Our results on accelerating the EfficientNet family show that HANT can accelerate them by up to 3.6x with 0.4% drop in the top-1 accuracy on the ImageNet dataset.
- Score: 82.54824188745887
- License: http://arxiv.org/licenses/nonexclusive-distrib/1.0/
- Abstract: Given a trained network, how can we accelerate it to meet efficiency needs
for deployment on particular hardware? The commonly used hardware-aware network
compression techniques address this question with pruning, kernel fusion,
quantization and lowering precision. However, these approaches do not change
the underlying network operations. In this paper, we propose hardware-aware
network transformation (HANT), which accelerates a network by replacing
inefficient operations with more efficient alternatives using a neural
architecture search like approach. HANT tackles the problem in two phase: In
the first phase, a large number of alternative operations per every layer of
the teacher model is trained using layer-wise feature map distillation.
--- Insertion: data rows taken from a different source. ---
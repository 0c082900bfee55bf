//! Note routes: list, create, read, update, delete, save summary.
//!
//! Every handler goes through the cached note service, so reads are served
//! from the in-process cache when it is fresh and every write reconciles
//! the cache before the response is sent. Successful writes also publish a
//! change event for SSE subscribers.

use axum::{
    Json, Router,
    extract::{Path, State},
    http::StatusCode,
    routing::{get, put},
};
use serde::Deserialize;
use uuid::Uuid;

use studynote_core::{Note, NoteDraft, NoteId, NotePatch};

use crate::auth::AuthenticatedUser;
use crate::error::{ApiError, ApiResult};
use crate::events::NoteOperation;
use crate::state::AppState;

// ============================================================================
// Request Types
// ============================================================================

#[derive(Debug, Deserialize)]
pub struct CreateNoteRequest {
    pub title: String,
    pub content: String,
}

#[derive(Debug, Deserialize, Default)]
pub struct UpdateNoteRequest {
    #[serde(default)]
    pub title: Option<String>,
    #[serde(default)]
    pub content: Option<String>,
}

#[derive(Debug, Deserialize)]
pub struct SaveSummaryRequest {
    pub summary: String,
}

// ============================================================================
// Route Handlers
// ============================================================================

/// GET /api/notes - List the caller's notes, newest-updated first.
async fn list_notes(
    State(state): State<AppState>,
    user: AuthenticatedUser,
) -> ApiResult<Json<Vec<Note>>> {
    let notes = state.notes().list(user.user_id).await?;
    Ok(Json(notes))
}

/// POST /api/notes - Create a note.
async fn create_note(
    State(state): State<AppState>,
    user: AuthenticatedUser,
    Json(request): Json<CreateNoteRequest>,
) -> ApiResult<(StatusCode, Json<Note>)> {
    let draft = NoteDraft::new(request.title, request.content);
    let note = state.notes().create(user.user_id, draft).await?;

    state
        .broadcaster()
        .publish_change(user.user_id, note.id, NoteOperation::Created)
        .await;

    Ok((StatusCode::CREATED, Json(note)))
}

/// GET /api/notes/{id} - Fetch one note.
async fn get_note(
    State(state): State<AppState>,
    user: AuthenticatedUser,
    Path(id): Path<Uuid>,
) -> ApiResult<Json<Note>> {
    let note = state
        .notes()
        .get(user.user_id, NoteId::from_uuid(id))
        .await?;
    Ok(Json(note))
}

/// PUT /api/notes/{id} - Update title and/or content.
async fn update_note(
    State(state): State<AppState>,
    user: AuthenticatedUser,
    Path(id): Path<Uuid>,
    Json(request): Json<UpdateNoteRequest>,
) -> ApiResult<Json<Note>> {
    let patch = NotePatch {
        title: request.title,
        content: request.content,
    };
    let note = state
        .notes()
        .update(user.user_id, NoteId::from_uuid(id), patch)
        .await?;

    state
        .broadcaster()
        .publish_change(user.user_id, note.id, NoteOperation::Updated)
        .await;

    Ok(Json(note))
}

/// DELETE /api/notes/{id} - Delete a note.
async fn delete_note(
    State(state): State<AppState>,
    user: AuthenticatedUser,
    Path(id): Path<Uuid>,
) -> ApiResult<StatusCode> {
    let note_id = NoteId::from_uuid(id);
    state.notes().delete(user.user_id, note_id).await?;

    state
        .broadcaster()
        .publish_change(user.user_id, note_id, NoteOperation::Deleted)
        .await;

    Ok(StatusCode::NO_CONTENT)
}

/// PUT /api/notes/{id}/summary - Save an AI-generated summary onto a note.
async fn save_summary(
    State(state): State<AppState>,
    user: AuthenticatedUser,
    Path(id): Path<Uuid>,
    Json(request): Json<SaveSummaryRequest>,
) -> ApiResult<Json<Note>> {
    let summary = request.summary.trim();
    if summary.is_empty() {
        return Err(ApiError::BadRequest("Summary must not be empty".to_string()));
    }

    let note_id = NoteId::from_uuid(id);
    let note = state
        .notes()
        .save_summary(user.user_id, note_id, summary)
        .await?;

    state
        .broadcaster()
        .publish_change(user.user_id, note_id, NoteOperation::SummarySaved)
        .await;

    Ok(Json(note))
}

/// Build note routes.
pub fn routes() -> Router<AppState> {
    Router::new()
        .route("/api/notes", get(list_notes).post(create_note))
        .route(
            "/api/notes/{id}",
            get(get_note).put(update_note).delete(delete_note),
        )
        .route("/api/notes/{id}/summary", put(save_summary))
}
In the
second phase, the combinatorial selection of efficient operations is relaxed to
an integer optimization problem that can be solved in a few seconds. We extend
HANT with kernel fusion and quantization to improve throughput even further.
Our experimental results on accelerating the EfficientNet family show that HANT
can accelerate them by up to 3.6x with <0.4% drop in the top-1 accuracy on the
ImageNet dataset. When comparing the same latency level, HANT can accelerate
EfficientNet-B4 to the same latency as EfficientNet-B1 while having 3% higher
accuracy. We examine a large pool of operations, up to 197 per layer, and we
provide insights into the selected operations and final architectures.